Core Committer Weekly Interlock - September 21st 2017

Attendees

Former user (Deleted)

Former user (Deleted)

Former user (Deleted)

Former user (Deleted)

Bishoy youssef

Michael Hepfer

Former user (Deleted)

Former user (Deleted)

Former user (Deleted)

Leo Zhang



Agenda

  1. Ease of use of the Vagrant based demo
    1. Week of 8/7 comment on the slack channel: "At this point I've given up on rackhd. If even the demo requires an old version of ubuntu to run an old version of virtualbox to get it working, I will stick with something simpler."
      1. Requirements agreed to  by the team:   
        1. The demo should be simple, convenient, easy to use / bring up and debug
        2. The environments should be workable across different versions or latest versions. Such as mongodb, docker/virtualbox, 
        3. Host OS independent, Can run on Windows, Linux, or MacOS host system.
        4. Has no impact / dependency of the host network.
        5. utilizes existing nightly RackHD images, does not require building / testing of additional new images
        6.  Uses infrasim for vmbc nodes
        7. can run discovery workflows
        8. can run OS install workflows
        9. can run FIT smoke test suite
        10. The demo solution could support running in cloud (ex: IaaS, PaaS) technically
        11. to include the smi microservice containers  
      2. CC team voted for the "docker - compose " POC effort: https://github.com/RackHD/RackHD/pull/889
        1. 7 votes
        2.  new stories to be created and driven in veyron backlog.  Epic to be created and sent via email for team to review.
  2. How to add stand alone services to the Master CI/CD pipeline (ex SMI Micro Services, UCS etc)  right now Master CI is strictly core RackHD
    1. Status of on-network/on-topology and test/deployment options
      1. New services should follow 12factor.net guidelines, Rest API should be available for IPC between services.
    2. SMI Service Integration to CI

      1. Former user (Deleted) has downloaded the idrac simulation tool, currently under evaluation
        1. tool supports only read operations
        2. RackHD Epic to be created that introduces workflow testing to rackhd CI/CD.  This will cover smi service testing, does not cover "plugin" integration tsting 
      2.  the idrac simulation tool will be used for virtualized testing (PR quality gates and post merge testing) and introduce the 13g Dell physical hardware to the Regression-Baremetal job for smi workflow testing for regression test..   

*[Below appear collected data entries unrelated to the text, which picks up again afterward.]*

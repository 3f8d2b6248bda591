use quick_error::quick_error;

use crate::shader::ShaderKind;

quick_error! {
    /// Errors reported by the rasterizer.
    ///
    /// Binding and drawing operations report configuration errors
    /// immediately. Errors encountered by worker threads in the middle of a
    /// frame are deferred and reported by the next phase transition.
    #[derive(Debug, Clone, PartialEq, Eq)]
    pub enum RenderError {
        /// The configuration is invalid.
        InvalidConfig(reason: &'static str) {
            display("invalid configuration: {}", reason)
        }
        /// An index element size other than 1, 2, or 4 bytes was given.
        InvalidIndexBufferStride(size: usize) {
            display("invalid index buffer stride: {}", size)
        }
        /// A vertex buffer's address or stride is not 16-byte aligned.
        InvalidVertexBufferAlignment {
            display("invalid vertex buffer alignment")
        }
        /// An attribute buffer's address or stride is not 16-byte aligned.
        InvalidAttributeBufferAlignment {
            display("invalid attribute buffer alignment")
        }
        /// The attribute shader's output stride is not a multiple of 16 or is
        /// too large.
        InvalidAttributeOutput(stride: usize) {
            display("invalid attribute shader output stride: {}", stride)
        }
        /// A buffer binding refers to bytes past the end of the buffer.
        BufferOutOfRange(what: &'static str) {
            display("{} buffer binding is out of range", what)
        }
        /// `draw_indexed` was called without an index buffer.
        NoIndexBuffer {
            display("no index buffer bound")
        }
        /// A draw was issued without a required shader.
        NoShader(kind: ShaderKind) {
            display("no {:?} shader bound", kind)
        }
        /// A draw was issued without a vertex buffer.
        NoVertexBuffer {
            display("no vertex buffer bound")
        }
        /// A draw was issued without an attribute buffer.
        NoAttributeBuffer {
            display("no attribute buffer bound")
        }
        /// The frame buffer is wider or taller than `MAX_FRAME_BUFFER_SIZE`.
        InvalidFrameBufferSize(width: usize, height: usize) {
            display("frame buffer size {}x{} is too large", width, height)
        }
        /// The frame buffer must be bound before rendering.
        NoFrameBuffer {
            display("no frame buffer bound")
        }
        /// The task queue is full.
        TooManyTasks(limit: usize) {
            display("too many tasks (the limit is {})", limit)
        }
        /// A task was started with a zero granularity.
        InvalidGranularity {
            display("task granularity must be non-zero")
        }
        /// The frame arena ran out of memory.
        ArenaExhausted(requested: usize, capacity: usize) {
            display("arena exhausted: {} bytes requested, capacity is {} bytes", requested, capacity)
        }
        /// A fixed-size structure overflowed.
        CapacityExceeded(what: &'static str, limit: usize) {
            display("too many {} (the limit is {})", what, limit)
        }
        /// Frame phases were invoked in the wrong order.
        PhaseOrder(operation: &'static str) {
            display("`{}` was called in the wrong frame phase", operation)
        }
        /// The renderer state is still referenced by a running task.
        FrameInFlight {
            display("the frame is still in flight")
        }
        /// A worker thread could not be spawned.
        WorkerSpawn(reason: String) {
            display("could not spawn a worker thread: {}", reason)
        }
    }
}
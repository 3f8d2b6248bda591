use std::env::var_os;

use crate::error::RenderError;

/// The number of lanes processed together by triangle setup, binning, and
/// resolve.
#[derive(Debug, Clone, Copy, PartialEq, Eq, Hash)]
pub enum LaneWidth {
    X4,
    X8,
}

impl LaneWidth {
    pub fn lanes(self) -> usize {
        match self {
            LaneWidth::X4 => 4,
            LaneWidth::X8 => 8,
        }
    }
}

/// Construction parameters of a [`Renderer`](crate::Renderer).
#[derive(Debug, Clone)]
pub struct RendererConfig {
    /// The number of worker threads. Must be non-zero.
    pub num_threads: usize,
    /// The size of the frame-scoped arena in bytes.
    pub arena_capacity: usize,
    pub lane_width: LaneWidth,
    /// Skip the shading of pixels whose visibility is fully explained by a
    /// single triangle (or two adjacent ones) of the same draw call. Such
    /// pixels are left unwritten and are marked in the importance map instead.
    /// Has no effect in dense mode.
    pub early_out: bool,
    /// The capacity of the task queue.
    pub max_tasks: usize,
}

/// The largest supported arena. Bin list links store word indices in 30 bits.
const MAX_ARENA_CAPACITY: u64 = 1 << 32;

impl Default for RendererConfig {
    fn default() -> Self {
        Self {
            num_threads: std::thread::available_parallelism()
                .map(|x| x.get())
                .unwrap_or(1),
            arena_capacity: 256 << 20,
            lane_width: LaneWidth::X8,
            early_out: false,
            max_tasks: 64 * 1024,
        }
    }
}

impl RendererConfig {
    /// Construct a `RendererConfig` from the default values, overridden by
    /// the following environment variables:
    ///
    ///  - `SIMDRAST_NUM_THREADS`: the number of worker threads
    ///  - `SIMDRAST_ARENA_MB`: the arena capacity in mebibytes
    ///  - `SIMDRAST_LANES`: `4` or `8`
    ///  - `SIMDRAST_EARLY_OUT`: `0` or `1`
    ///
    /// Malformed values are ignored with a warning.
    pub fn from_env() -> Self {
        let mut this = Self::default();

        if let Some(x) = env_usize("SIMDRAST_NUM_THREADS") {
            this.num_threads = x;
        }
        if let Some(x) = env_usize("SIMDRAST_ARENA_MB") {
            this.arena_capacity = x << 20;
        }
        match env_usize("SIMDRAST_LANES") {
            Some(4) => this.lane_width = LaneWidth::X4,
            Some(8) => this.lane_width = LaneWidth::X8,
            Some(x) => log::warn!("SIMDRAST_LANES: unsupported lane count {}", x),
            None => {}
        }
        if let Some(x) = env_usize("SIMDRAST_EARLY_OUT") {
            this.early_out = x != 0;
        }

        this
    }

    pub fn validate(&self) -> Result<(), RenderError> {
        if self.num_threads == 0 {
            return Err(RenderError::InvalidConfig("num_threads must be non-zero"));
        }
        if self.arena_capacity < 64 || self.arena_capacity as u64 > MAX_ARENA_CAPACITY {
            return Err(RenderError::InvalidConfig(
                "arena_capacity must be in range 64..=4GiB",
            ));
        }
        if self.max_tasks == 0 {
            return Err(RenderError::InvalidConfig("max_tasks must be non-zero"));
        }
        Ok(())
    }
}

fn env_usize(name: &str) -> Option<usize> {
    let value = var_os(name)?;
    let parsed = value.to_str().and_then(|s| s.trim().parse().ok());
    if parsed.is_none() {
        log::warn!("{}: ignoring malformed value {:?}", name, value);
    }
    parsed
}

#[cfg(test)]
mod tests {
    use super::*;

    #[test]
    fn default_is_valid() {
        RendererConfig::default().validate().unwrap();
    }

    #[test]
    fn reject_zero_threads() {
        let config = RendererConfig {
            num_threads: 0,
            ..RendererConfig::default()
        };
        assert_eq!(
            config.validate(),
            Err(RenderError::InvalidConfig("num_threads must be non-zero"))
        );
    }

    #[test]
    fn reject_tiny_arena() {
        let config = RendererConfig {
            arena_capacity: 1,
            ..RendererConfig::default()
        };
        assert!(config.validate().is_err());
    }
}
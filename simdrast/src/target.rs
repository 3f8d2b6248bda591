use rgb::RGBA8;
use std::sync::atomic::{AtomicU32, Ordering};

/// The pixel format of a [`FrameBuffer`].
#[derive(Debug, Clone, Copy, PartialEq, Eq, Hash)]
pub enum FrameBufferFormat {
    /// 32-bit pixels. Red occupies the least significant byte and alpha the
    /// most significant one.
    Rgba8,
}

impl FrameBufferFormat {
    pub fn bytes_per_pixel(self) -> usize {
        match self {
            FrameBufferFormat::Rgba8 => 4,
        }
    }
}

/// A render target.
///
/// The first row in memory is the top row of the image. Pixels are atomics
/// because tiles are resolved by many workers at once; every pixel is
/// written by at most one worker per frame.
#[derive(Debug)]
pub struct FrameBuffer {
    format: FrameBufferFormat,
    width: usize,
    height: usize,
    /// The distance between rows, measured in pixels.
    pitch: usize,
    pixels: Box<[AtomicU32]>,
}

impl FrameBuffer {
    /// Construct a `FrameBuffer` filled with zero (transparent black).
    ///
    /// # Panics
    ///
    /// Panics if `pitch < width`.
    pub fn new(format: FrameBufferFormat, width: usize, height: usize, pitch: usize) -> Self {
        assert!(pitch >= width, "pitch must be at least as large as width");
        Self {
            format,
            width,
            height,
            pitch,
            pixels: (0..pitch * height).map(|_| AtomicU32::new(0)).collect(),
        }
    }

    pub fn format(&self) -> FrameBufferFormat {
        self.format
    }

    pub fn width(&self) -> usize {
        self.width
    }

    pub fn height(&self) -> usize {
        self.height
    }

    pub fn pitch(&self) -> usize {
        self.pitch
    }

    pub fn size(&self) -> [usize; 2] {
        [self.width, self.height]
    }

    /// Get the pixel at `(x, y)`, where `y = 0` is the top row.
    pub fn get(&self, x: usize, y: usize) -> u32 {
        assert!(x < self.width && y < self.height);
        self.pixels[y * self.pitch + x].load(Ordering::Relaxed)
    }

    /// Set the pixel at `(x, y)`, where `y = 0` is the top row.
    pub fn set(&self, x: usize, y: usize, value: u32) {
        assert!(x < self.width && y < self.height);
        self.pixels[y * self.pitch + x].store(value, Ordering::Relaxed);
    }

    /// Fill the whole buffer, including the padding between rows.
    pub fn fill(&self, value: u32) {
        for p in self.pixels.iter() {
            p.store(value, Ordering::Relaxed);
        }
    }

    /// Copy out the pixels, including the padding between rows.
    pub fn to_vec(&self) -> Vec<u32> {
        self.pixels
            .iter()
            .map(|p| p.load(Ordering::Relaxed))
            .collect()
    }

    /// Copy out the visible pixels as a tightly packed, top-down image.
    pub fn to_rgba8(&self) -> Vec<RGBA8> {
        let mut out = Vec::with_capacity(self.width * self.height);
        for row in self.pixels.chunks(self.pitch).take(self.height) {
            out.extend(row[..self.width].iter().map(|p| unpack(p.load(Ordering::Relaxed))));
        }
        out
    }

    /// Store a pixel from the resolve stage. `(x, y)` is measured from the
    /// bottom-left corner.
    #[inline]
    pub(crate) fn store_bottom_up(&self, x: usize, y: usize, value: u32) {
        self.pixels[(self.height - y - 1) * self.pitch + x].store(value, Ordering::Relaxed);
    }
}

/// Convert a packed pixel to `RGBA8`.
#[inline]
pub fn unpack(x: u32) -> RGBA8 {
    let [r, g, b, a] = x.to_le_bytes();
    RGBA8::new(r, g, b, a)
}

/// Convert `RGBA8` to a packed pixel.
#[inline]
pub fn pack(x: RGBA8) -> u32 {
    u32::from_le_bytes([x.r, x.g, x.b, x.a])
}

#[cfg(test)]
mod tests {
    use super::*;

    #[test]
    fn packing() {
        let c = RGBA8::new(1, 2, 3, 4);
        assert_eq!(pack(c), 0x0403_0201);
        assert_eq!(unpack(0x0403_0201), c);
    }

    #[test]
    fn bottom_up_store() {
        let fb = FrameBuffer::new(FrameBufferFormat::Rgba8, 3, 2, 4);
        fb.store_bottom_up(1, 0, 7);
        fb.store_bottom_up(2, 1, 9);
        assert_eq!(fb.get(1, 1), 7);
        assert_eq!(fb.get(2, 0), 9);
        assert_eq!(fb.to_vec(), vec![0, 0, 9, 0, 0, 7, 0, 0]);
    }

    #[test]
    fn to_rgba8_skips_padding() {
        let fb = FrameBuffer::new(FrameBufferFormat::Rgba8, 2, 2, 3);
        fb.fill(0xffff_ffff);
        fb.set(0, 1, pack(RGBA8::new(10, 20, 30, 40)));
        let img = fb.to_rgba8();
        assert_eq!(img.len(), 4);
        assert_eq!(img[2], RGBA8::new(10, 20, 30, 40));
        assert_eq!(img[3], RGBA8::new(255, 255, 255, 255));
    }

    #[test]
    #[should_panic]
    fn pitch_too_small() {
        FrameBuffer::new(FrameBufferFormat::Rgba8, 4, 1, 3);
    }
}
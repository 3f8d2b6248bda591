//! Merges the bin lists of all workers for a single tile.
use std::sync::RwLockReadGuard;

use crate::{
    arena::Arena,
    binlist::{BinList, BinListArray, BinReader, DRAW_CALL_BIT, END_OF_LIST},
};

/// An entry produced by [`CompositeBinList::next`].
#[derive(Debug, Clone, Copy, PartialEq, Eq)]
pub(crate) enum BinEntry {
    /// The following triangles belong to the draw call.
    DrawCall(u16),
    /// A triangle and its nearest depth (as `f32` bits).
    Triangle(u32, u32),
    End,
}

impl BinEntry {
    fn from_word(word: u32, depth: u32) -> Self {
        if word == END_OF_LIST {
            BinEntry::End
        } else if word & DRAW_CALL_BIT != 0 {
            BinEntry::DrawCall((word & !DRAW_CALL_BIT) as u16)
        } else {
            BinEntry::Triangle(word, depth)
        }
    }
}

/// A view of the bin lists of a tile as a single stream.
///
/// The readers are kept sorted by their current word. Since every list
/// starts with a draw call word and both draw calls and triangles are
/// appended in ascending order, the merged stream visits the draw calls in
/// submission order and, inside a draw call, the triangles in ascending
/// order.
#[derive(Default)]
pub(crate) struct CompositeBinList<'a> {
    readers: Vec<BinReader<'a>>,
}

impl<'a> CompositeBinList<'a> {
    pub fn new() -> Self {
        Self {
            readers: Vec::new(),
        }
    }

    /// Prepare to read the lists of `tile`. Returns the tile's depth bound
    /// (as `f32` bits).
    ///
    /// # Safety
    ///
    /// No one may write the lists of `tile` concurrently.
    pub unsafe fn setup(
        &mut self,
        array: &BinListArray,
        lists: &[RwLockReadGuard<'_, Vec<BinList>>],
        arena: &'a Arena,
        tile: usize,
        frame_number: u32,
    ) -> u32 {
        BinListArray::finalize(lists, arena, tile, frame_number, &mut self.readers);
        for i in (0..self.readers.len().saturating_sub(1)).rev() {
            self.maintain_order(i);
        }
        array.zmax(tile)
    }

    /// Get the next entry.
    ///
    /// A draw call entry advances every list positioned at the same draw
    /// call.
    pub fn next(&mut self) -> BinEntry {
        let first = match self.readers.first_mut() {
            Some(r) => r,
            None => return BinEntry::End,
        };
        let word = first.word();

        if word & DRAW_CALL_BIT == 0 {
            let depth = first.read_depth();
            first.advance();
            self.maintain_order(0);
            return BinEntry::Triangle(word, depth);
        }

        if word == END_OF_LIST {
            return BinEntry::End;
        }

        let mut activated = 1;
        first.advance();
        while activated < self.readers.len() && self.readers[activated].word() == word {
            self.readers[activated].advance();
            activated += 1;
        }
        // `readers[activated..]` is still sorted
        for i in (0..activated).rev() {
            self.maintain_order(i);
        }

        BinEntry::from_word(word, 0)
    }

    /// Move the reader at `i` toward the end until the readers are sorted.
    fn maintain_order(&mut self, mut i: usize) {
        while i + 1 < self.readers.len() && self.readers[i + 1].word() < self.readers[i].word() {
            self.readers.swap(i, i + 1);
            i += 1;
        }
    }
}
#[cfg(test)]
mod tests {
    use super::*;
    use crate::target::FrameBufferFormat;

    /// Passes `[f32; 4]` positions through.
    struct Passthrough;

    impl Shader for Passthrough {
        fn execute(&self, input: &[u8], output: &mut [u8], count: usize, _: &[u8]) {
            output[..count * 16].copy_from_slice(&input[..count * 16]);
        }
    }

    /// Writes the color given as the uniforms.
    struct Solid;

    impl Shader for Solid {
        fn execute(&self, _: &[u8], output: &mut [u8], count: usize, uniforms: &[u8]) {
            for px in output[..count * 4].chunks_exact_mut(4) {
                px.copy_from_slice(&uniforms[..4]);
            }
        }
    }

    struct WideAttributes;

    impl Shader for WideAttributes {
        fn output_stride(&self) -> usize {
            24
        }

        fn execute(&self, _: &[u8], _: &mut [u8], _: usize, _: &[u8]) {}
    }

    fn renderer() -> Renderer {
        let _ = env_logger::builder().is_test(true).try_init();
        Renderer::new(RendererConfig {
            num_threads: 2,
            arena_capacity: 1 << 20,
            ..RendererConfig::default()
        })
        .unwrap()
    }

    fn bind_everything(r: &mut Renderer, color: u32) {
        let vertices = DataBuffer::from_slice(&[
            [-1.0f32, -1.0, 0.5, 1.0],
            [1.0, -1.0, 0.5, 1.0],
            [-1.0, 1.0, 0.5, 1.0],
        ]);
        r.bind_vertex_buffer(&vertices, 0, 16, 3).unwrap();
        r.bind_attribute_buffer(&vertices, 0, 16, 3).unwrap();
        r.bind_shader(ShaderKind::Vertex, Arc::new(Passthrough), &[])
            .unwrap();
        r.bind_shader(ShaderKind::Attribute, Arc::new(Passthrough), &[])
            .unwrap();
        r.bind_shader(ShaderKind::Fragment, Arc::new(Solid), &color.to_le_bytes())
            .unwrap();
    }

    #[test]
    fn phases_must_be_ordered() {
        let mut r = renderer();
        r.bind_frame_buffer(FrameBuffer::new(FrameBufferFormat::Rgba8, 16, 16, 16))
            .unwrap();

        assert_eq!(
            r.begin_front_end_bin(),
            Err(RenderError::PhaseOrder("begin_front_end_bin"))
        );
        assert_eq!(
            r.begin_back_end(),
            Err(RenderError::PhaseOrder("begin_back_end"))
        );
        assert_eq!(r.finish(), Err(RenderError::PhaseOrder("finish")));

        r.begin_front_end_shade_and_him_rast().unwrap();
        assert_eq!(
            r.begin_back_end(),
            Err(RenderError::PhaseOrder("begin_back_end"))
        );
        assert_eq!(r.draw_list(), Err(RenderError::PhaseOrder("draw_list")));
        assert!(r.set_clear_color(RGBA8::new(0, 0, 0, 0)).is_err());

        // Aborting the frame is allowed
        r.finish().unwrap();
        r.render_frame().unwrap();
    }

    #[test]
    fn frame_buffer_required() {
        let mut r = renderer();
        assert_eq!(
            r.begin_front_end_shade_and_him_rast(),
            Err(RenderError::NoFrameBuffer)
        );
        assert_eq!(r.render_frame(), Err(RenderError::NoFrameBuffer));
        assert_eq!(r.frame_number(), 0);
    }

    #[test]
    fn frame_buffer_swap() {
        let mut r = renderer();
        let fb = FrameBuffer::new(FrameBufferFormat::Rgba8, 4, 4, 4);
        assert!(r.bind_frame_buffer(fb).unwrap().is_none());
        let fb = FrameBuffer::new(FrameBufferFormat::Rgba8, 8, 2, 8);
        assert_eq!(r.bind_frame_buffer(fb).unwrap().unwrap().size(), [4, 4]);
        assert_eq!(r.frame_buffer().unwrap().size(), [8, 2]);
        assert_eq!(r.importance_map().width(), 8);
        assert_eq!(r.take_frame_buffer().unwrap().unwrap().size(), [8, 2]);
        assert!(r.frame_buffer().is_none());
    }

    #[test]
    fn frame_buffer_size_is_limited() {
        let mut r = renderer();
        let n = MAX_FRAME_BUFFER_SIZE;
        let fb = FrameBuffer::new(FrameBufferFormat::Rgba8, n + 1, 1, n + 1);
        assert_eq!(
            r.bind_frame_buffer(fb),
            Err(RenderError::InvalidFrameBufferSize(n + 1, 1))
        );
        let fb = FrameBuffer::new(FrameBufferFormat::Rgba8, 1, n + 1, 1);
        assert_eq!(
            r.bind_frame_buffer(fb),
            Err(RenderError::InvalidFrameBufferSize(1, n + 1))
        );
        assert!(r.frame_buffer().is_none());
        assert_eq!(r.importance_map().width(), 0);

        let fb = FrameBuffer::new(FrameBufferFormat::Rgba8, 16, 16, 16);
        assert!(r.bind_frame_buffer(fb).unwrap().is_none());
    }

    #[test]
    fn draw_requires_shaders_and_buffers() {
        let mut r = renderer();
        assert_eq!(
            r.draw_list(),
            Err(RenderError::NoShader(ShaderKind::Vertex))
        );
        r.bind_shader(ShaderKind::Vertex, Arc::new(Passthrough), &[])
            .unwrap();
        r.bind_shader(ShaderKind::Attribute, Arc::new(Passthrough), &[])
            .unwrap();
        assert_eq!(
            r.draw_list(),
            Err(RenderError::NoShader(ShaderKind::Fragment))
        );
        r.bind_shader(ShaderKind::Fragment, Arc::new(Solid), &[0; 4])
            .unwrap();
        assert_eq!(r.draw_list(), Err(RenderError::NoVertexBuffer));

        bind_everything(&mut r, 0);
        assert_eq!(r.draw_indexed(), Err(RenderError::NoIndexBuffer));
        r.draw_list().unwrap();
    }

    #[test]
    fn attribute_output_stride() {
        let mut r = renderer();
        assert_eq!(
            r.bind_shader(ShaderKind::Attribute, Arc::new(WideAttributes), &[]),
            Err(RenderError::InvalidAttributeOutput(24))
        );
        // Other kinds don't care
        r.bind_shader(ShaderKind::Fragment, Arc::new(WideAttributes), &[])
            .unwrap();
    }

    #[test]
    fn index_values_are_validated() {
        let mut r = renderer();
        bind_everything(&mut r, 0);

        let indices = DataBuffer::from_slice(&[0u16, 1, 3]);
        r.bind_index_buffer(&indices, 0, 2, 3).unwrap();
        assert_eq!(
            r.draw_indexed(),
            Err(RenderError::BufferOutOfRange("vertex"))
        );

        let indices = DataBuffer::from_slice(&[0u16, 1, 2]);
        r.bind_index_buffer(&indices, 0, 2, 3).unwrap();
        r.draw_indexed().unwrap();

        assert_eq!(
            r.bind_index_buffer(&indices, 0, 3, 1),
            Err(RenderError::InvalidIndexBufferStride(3))
        );
    }

    #[test]
    fn adjacency_cache() {
        let mut r = renderer();
        let indices = DataBuffer::from_slice(&[0u32, 1, 2, 2, 1, 3]);
        r.bind_index_buffer(&indices, 0, 4, 6).unwrap();
        assert_eq!(r.adjacency.len(), 1);

        let ib = r.index_buffer.clone().unwrap();
        let adj = r.adjacency_of(&ib);
        assert_eq!(adj[0], adjacency::NO_NEIGHBOR);
        assert_eq!(adj[1], 1);
        assert_eq!(adj[3], 0);

        // Another view of the same buffer
        r.bind_index_buffer(&indices, 0, 4, 3).unwrap();
        assert_eq!(r.adjacency.len(), 2);

        r.invalidate_index_buffer(&indices);
        assert!(r.adjacency.is_empty());
    }

    #[test]
    fn uniforms_survive_arena_reset() {
        let mut r = renderer();
        r.bind_frame_buffer(FrameBuffer::new(FrameBufferFormat::Rgba8, 8, 8, 8))
            .unwrap();
        bind_everything(&mut r, 0xff00_00ff);

        for frame in 1..=3 {
            r.force_dense().unwrap();
            r.draw_list().unwrap();
            r.render_frame().unwrap();
            assert_eq!(r.frame_number(), frame);

            // The triangle covers the bottom-left half
            let fb = r.frame_buffer().unwrap();
            assert_eq!(fb.get(0, 7), 0xff00_00ff);
            assert_eq!(fb.get(7, 0), 0);
        }
    }

    #[test]
    fn settings_reset_after_frame() {
        let mut r = renderer();
        r.bind_frame_buffer(FrameBuffer::new(FrameBufferFormat::Rgba8, 8, 8, 8))
            .unwrap();

        r.force_dense().unwrap();
        r.set_clear_color(RGBA8::new(1, 2, 3, 4)).unwrap();
        r.render_frame().unwrap();
        assert_eq!(r.frame_buffer().unwrap().get(3, 3), 0x0403_0201);

        // The clear color reverted to zero
        r.force_dense().unwrap();
        r.render_frame().unwrap();
        assert_eq!(r.frame_buffer().unwrap().get(3, 3), 0);

        // Not dense anymore; nothing is resolved
        r.frame_buffer().unwrap().fill(7);
        r.render_frame().unwrap();
        assert_eq!(r.frame_buffer().unwrap().get(3, 3), 7);
    }

    #[test]
    fn frame_number_wraps() {
        let mut r = renderer();
        r.bind_frame_buffer(FrameBuffer::new(FrameBufferFormat::Rgba8, 8, 8, 8))
            .unwrap();
        Arc::get_mut(&mut r.core).unwrap().frame_number = u32::max_value() - 1;
        r.render_frame().unwrap();
        assert_eq!(r.frame_number(), u32::max_value());
        r.render_frame().unwrap();
        assert_eq!(r.frame_number(), 1);
    }

    #[test]
    fn arena_exhaustion_is_reported_by_draw() {
        let _ = env_logger::builder().is_test(true).try_init();
        let mut r = Renderer::new(RendererConfig {
            num_threads: 1,
            arena_capacity: 1024,
            ..RendererConfig::default()
        })
        .unwrap();
        bind_everything(&mut r, 0);
        let result = (0..100).try_for_each(|_| r.draw_list());
        assert!(matches!(result, Err(RenderError::ArenaExhausted(_, 1024))));
    }
}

    3. Michael Hepfer and Former user (Deleted) to sync up offline to stand up a concourse environment 
  3. Architectural discussion : single entry point for services
    1. looking for 1 entry point to all of the microservices, discussed briefly how today smi services leverages zuul.   Should this also be considered for on-taskgraph and other future RackHD services?  Discussion to continue
    2. currently smi services are also using the workflow engine as an entry point to those services.  Looking to eliminate the smi/workflow engine dependency and leverage a standard api gateway.


Did not get to these items below:

  1. RackHD Release Cadence

    1. As we’re moving in to continuous delivery for the Concourse based CI (ie, deployed packages per merged PR), does that change the need or frequency for weekly RackHD sprint releases?  Email thread started on 9/20.

    2. If we are releasing debians and docker containers AND the demo is moved to a docker image, do we still need to provide a script in the new CI env that allows users to generate a Vagrant based RackHD image
  2. RackHD Tooling Updates
    1. Ubuntu to be upgraded to 16.04
      1.   What has been developed to date for the Concouse env includes the 16.04 migration, should Jenkins based env be upgraded?
      2. ova scripts will need to be updated (passing a parameter) to move to 16.04 (covered by Felouka:  RAC-5987 - Getting issue details... STATUS
    2. Node v6 is the current available version, RackHD is running v4.
      1. RackHD Epic to be created to migrate from v4→ v8
        1. Needs to be assigned.  Former user (Deleted)/Maglev team to help create the epic.
    3. RackHD Story tracking testing the latest MongoDB version in CI (Mongo recommending using 3.X + versions only, not supporting anything in the 2.X version family)
      1. Do we want to support this in Jenkins, Concourse, or both.  Will be part of the Concourse env.
        1. Concourse env tracking story:  RAC-5991 - Getting issue details... STATUS
        2. Jenkins side, seems to be a trivial effort to support.  May bring out issues in RackHD and if previous issues have since been resolved.
          1. Plan to try testing with the latest, see what the issues are.  If trivial set of isues, move to the latest.  If many issues encountered, hold off.
          2. Maglev team to create the story and target next sprint. - any update? 
  3. Process change for Master CI failures - how long can a developer work on a fix for a Master CI Failure before requiring to back out the change and get back to green?
    1. have your 1 working day to resolve the issue (ie, up to the next MasterCI run at 6:31pm EST) 
    2. if not resolved, code is backed out, the MasterCI job is re-run to ensure that pipeline is returned to Green.
    3. If thought to be resolved, MasterCI to be re-run to ensure the pipeline returns to green
  4. Review slides from Former user (Deleted) for CI Security moving CI to container , moving CI to cloud .
    1. AI: CC team to review the slides, come back with feedback/answers to the questions posed in the slide deck.
  5. Racadm→WSMAN tooling conversion
    1. Agreement at OLT that we will be going fully wsman-based and eliminate racadm from workflow support.  
  6. BareMetal Regression Pipeline now created/monitored. 
    1. Plan is to monitor for a few weeks, should it then be a gate?
    2. BareMetal OS install on real hardware currently runs every 2 hours on the nightly docker images.  Will need to kick off BareMetal at same time as CI
    3. Do we then continue to run BareMetal every 2 hours
    4. Should this be part of the Master CI pipeline, if so then we would need a modification to the Merge Freeze tool to freeze on failure of BareMetal regression tests.


Next meeting will be Thursday September 28.